**WHAT TO WORK ON**
Return all the data, word for word.

**EXTRACTED INFORMATION**
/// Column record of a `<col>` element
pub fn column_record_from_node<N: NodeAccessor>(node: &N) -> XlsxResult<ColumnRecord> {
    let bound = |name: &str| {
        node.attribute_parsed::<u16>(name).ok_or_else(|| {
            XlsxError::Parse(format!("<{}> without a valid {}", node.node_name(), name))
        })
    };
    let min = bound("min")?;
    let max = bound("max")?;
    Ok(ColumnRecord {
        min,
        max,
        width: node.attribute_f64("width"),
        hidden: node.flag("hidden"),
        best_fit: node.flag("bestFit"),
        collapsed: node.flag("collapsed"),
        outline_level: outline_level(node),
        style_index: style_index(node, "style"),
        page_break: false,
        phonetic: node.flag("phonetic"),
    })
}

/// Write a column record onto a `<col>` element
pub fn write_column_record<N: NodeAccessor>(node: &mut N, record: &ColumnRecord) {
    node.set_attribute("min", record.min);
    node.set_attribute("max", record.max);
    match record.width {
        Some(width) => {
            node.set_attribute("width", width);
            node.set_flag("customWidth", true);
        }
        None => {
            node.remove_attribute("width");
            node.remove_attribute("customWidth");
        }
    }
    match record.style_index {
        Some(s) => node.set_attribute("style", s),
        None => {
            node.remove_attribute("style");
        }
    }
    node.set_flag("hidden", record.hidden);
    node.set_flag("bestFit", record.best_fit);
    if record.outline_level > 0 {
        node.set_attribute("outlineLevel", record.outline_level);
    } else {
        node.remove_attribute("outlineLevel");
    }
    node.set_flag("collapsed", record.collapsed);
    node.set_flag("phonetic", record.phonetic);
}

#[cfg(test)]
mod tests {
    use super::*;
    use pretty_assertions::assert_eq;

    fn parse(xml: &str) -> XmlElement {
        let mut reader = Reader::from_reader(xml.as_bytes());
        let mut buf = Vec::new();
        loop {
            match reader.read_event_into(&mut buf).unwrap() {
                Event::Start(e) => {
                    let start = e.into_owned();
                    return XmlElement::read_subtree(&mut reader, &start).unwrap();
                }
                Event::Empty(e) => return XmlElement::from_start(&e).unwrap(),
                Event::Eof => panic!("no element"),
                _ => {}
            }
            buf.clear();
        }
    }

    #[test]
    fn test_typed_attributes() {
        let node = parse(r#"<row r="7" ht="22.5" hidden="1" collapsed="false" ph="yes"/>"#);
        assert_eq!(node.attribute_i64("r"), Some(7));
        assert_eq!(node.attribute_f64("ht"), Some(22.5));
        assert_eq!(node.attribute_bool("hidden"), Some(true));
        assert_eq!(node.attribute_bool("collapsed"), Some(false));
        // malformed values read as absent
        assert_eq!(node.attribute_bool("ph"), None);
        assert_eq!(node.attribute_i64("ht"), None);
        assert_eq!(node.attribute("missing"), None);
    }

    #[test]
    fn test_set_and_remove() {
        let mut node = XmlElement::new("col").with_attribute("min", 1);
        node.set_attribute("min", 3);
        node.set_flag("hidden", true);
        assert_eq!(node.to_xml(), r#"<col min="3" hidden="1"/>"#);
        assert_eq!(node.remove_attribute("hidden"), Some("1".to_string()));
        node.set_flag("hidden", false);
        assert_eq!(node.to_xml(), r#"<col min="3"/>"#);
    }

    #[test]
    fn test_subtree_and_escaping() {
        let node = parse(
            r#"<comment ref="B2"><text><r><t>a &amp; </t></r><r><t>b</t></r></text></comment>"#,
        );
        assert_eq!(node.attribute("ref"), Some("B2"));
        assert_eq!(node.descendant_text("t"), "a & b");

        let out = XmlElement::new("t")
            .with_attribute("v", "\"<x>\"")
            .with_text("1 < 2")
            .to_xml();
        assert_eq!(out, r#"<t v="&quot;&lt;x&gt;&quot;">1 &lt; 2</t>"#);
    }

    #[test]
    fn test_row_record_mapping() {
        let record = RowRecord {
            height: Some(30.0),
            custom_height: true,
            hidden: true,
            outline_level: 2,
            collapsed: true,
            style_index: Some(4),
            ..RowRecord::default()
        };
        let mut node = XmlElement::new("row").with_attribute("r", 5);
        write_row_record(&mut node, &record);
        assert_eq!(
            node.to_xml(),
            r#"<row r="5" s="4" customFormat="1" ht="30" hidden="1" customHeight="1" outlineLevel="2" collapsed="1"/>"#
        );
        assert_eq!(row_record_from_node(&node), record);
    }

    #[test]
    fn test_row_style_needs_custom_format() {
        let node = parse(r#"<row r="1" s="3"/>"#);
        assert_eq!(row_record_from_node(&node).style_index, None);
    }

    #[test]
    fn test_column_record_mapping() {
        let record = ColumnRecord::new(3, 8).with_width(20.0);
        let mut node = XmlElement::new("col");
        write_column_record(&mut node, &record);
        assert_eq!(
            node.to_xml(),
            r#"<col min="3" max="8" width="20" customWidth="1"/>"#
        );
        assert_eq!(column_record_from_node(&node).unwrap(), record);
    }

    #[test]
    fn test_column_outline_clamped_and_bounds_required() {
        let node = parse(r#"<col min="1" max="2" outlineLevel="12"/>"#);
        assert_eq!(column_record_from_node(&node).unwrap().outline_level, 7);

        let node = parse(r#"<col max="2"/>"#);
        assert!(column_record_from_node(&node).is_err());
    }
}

**RESULT OF THIS TASK**
/// Column record of a `<col>` element
pub fn column_record_from_node<N: NodeAccessor>(node: &N) -> XlsxResult<ColumnRecord> {
    let bound = |name: &str| {
        node.attribute_parsed::<u16>(name).ok_or_else(|| {
            XlsxError::Parse(format!("<{}> without a valid {}", node.node_name(), name))
        })
    };
    let min = bound("min")?;
    let max = bound("max")?;
    Ok(ColumnRecord {
        min,
        max,
        width: node.attribute_f64("width"),
        hidden: node.flag("hidden"),
        best_fit: node.flag("bestFit"),
        collapsed: node.flag("collapsed"),
        outline_level: outline_level(node),
        style_index: style_index(node, "style"),
        page_break: false,
        phonetic: node.flag("phonetic"),
    })
}

/// Write a column record onto a `<col>` element
pub fn write_column_record<N: NodeAccessor>(node: &mut N, record: &ColumnRecord) {
    node.set_attribute("min", record.min);
    node.set_attribute("max", record.max);
    match record.width {
        Some(width) => {
            node.set_attribute("width", width);
            node.set_flag("customWidth", true);
        }
        None => {
            node.remove_attribute("width");
            node.remove_attribute("customWidth");
        }
    }
    match record.style_index {
        Some(s) => node.set_attribute("style", s),
        None => {
            node.remove_attribute("style");
        }
    }
    node.set_flag("hidden", record.hidden);
    node.set_flag("bestFit", record.best_fit);
    if record.outline_level > 0 {
        node.set_attribute("outlineLevel", record.outline_level);
    } else {
        node.remove_attribute("outlineLevel");
    }
    node.set_flag("collapsed", record.collapsed);
    node.set_flag("phonetic", record.phonetic);
}

#[cfg(test)]
mod tests {
    use super::*;
    use pretty_assertions::assert_eq;

    fn parse(xml: &str) -> XmlElement {
        let mut reader = Reader::from_reader(xml.as_bytes());
        let mut buf = Vec::new();
        loop {
            match reader.read_event_into(&mut buf).unwrap() {
                Event::Start(e) => {
                    let start = e.into_owned();
                    return XmlElement::read_subtree(&mut reader, &start).unwrap();
                }
                Event::Empty(e) => return XmlElement::from_start(&e).unwrap(),
                Event::Eof => panic!("no element"),
                _ => {}
            }
            buf.clear();
        }
    }

    #[test]
    fn test_typed_attributes() {
        let node = parse(r#"<row r="7" ht="22.5" hidden="1" collapsed="false" ph="yes"/>"#);
        assert_eq!(node.attribute_i64("r"), Some(7));
        assert_eq!(node.attribute_f64("ht"), Some(22.5));
        assert_eq!(node.attribute_bool("hidden"), Some(true));
        assert_eq!(node.attribute_bool("collapsed"), Some(false));
        // malformed values read as absent
        assert_eq!(node.attribute_bool("ph"), None);
        assert_eq!(node.attribute_i64("ht"), None);
        assert_eq!(node.attribute("missing"), None);
    }

    #[test]
    fn test_set_and_remove() {
        let mut node = XmlElement::new("col").with_attribute("min", 1);
        node.set_attribute("min", 3);
        node.set_flag("hidden", true);
        assert_eq!(node.to_xml(), r#"<col min="3" hidden="1"/>"#);
        assert_eq!(node.remove_attribute("hidden"), Some("1".to_string()));
        node.set_flag("hidden", false);
        assert_eq!(node.to_xml(), r#"<col min="3"/>"#);
    }

    #[test]
    fn test_subtree_and_escaping() {
        let node = parse(
            r#"<comment ref="B2"><text><r><t>a &amp; </t></r><r><t>b</t></r></text></comment>"#,
        );
        assert_eq!(node.attribute("ref"), Some("B2"));
        assert_eq!(node.descendant_text("t"), "a & b");

        let out = XmlElement::new("t")
            .with_attribute("v", "\"<x>\"")
            .with_text("1 < 2")
            .to_xml();
        assert_eq!(out, r#"<t v="&quot;&lt;x&gt;&quot;">1 &lt; 2</t>"#);
    }

    #[test]
    fn test_row_record_mapping() {
        let record = RowRecord {
            height: Some(30.0),
            custom_height: true,
            hidden: true,
            outline_level: 2,
            collapsed: true,
            style_index: Some(4),
            ..RowRecord::default()
        };
        let mut node = XmlElement::new("row").with_attribute("r", 5);
        write_row_record(&mut node, &record);
        assert_eq!(
            node.to_xml(),
            r#"<row r="5" s="4" customFormat="1" ht="30" hidden="1" customHeight="1" outlineLevel="2" collapsed="1"/>"#
        );
        assert_eq!(row_record_from_node(&node), record);
    }

    #[test]
    fn test_row_style_needs_custom_format() {
        let node = parse(r#"<row r="1" s="3"/>"#);
        assert_eq!(row_record_from_node(&node).style_index, None);
    }

    #[test]
    fn test_column_record_mapping() {
        let record = ColumnRecord::new(3, 8).with_width(20.0);
        let mut node = XmlElement::new("col");
        write_column_record(&mut node, &record);
        assert_eq!(
            node.to_xml(),
            r#"<col min="3" max="8" width="20" customWidth="1"/>"#
        );
        assert_eq!(column_record_from_node(&node).unwrap(), record);
    }

    #[test]
    fn test_column_outline_clamped_and_bounds_required() {
        let node = parse(r#"<col min="1" max="2" outlineLevel="12"/>"#);
        assert_eq!(column_record_from_node(&node).unwrap().outline_level, 7);

        let node = parse(r#"<col max="2"/>"#);
        assert!(column_record_from_node(&node).is_err());
    }
}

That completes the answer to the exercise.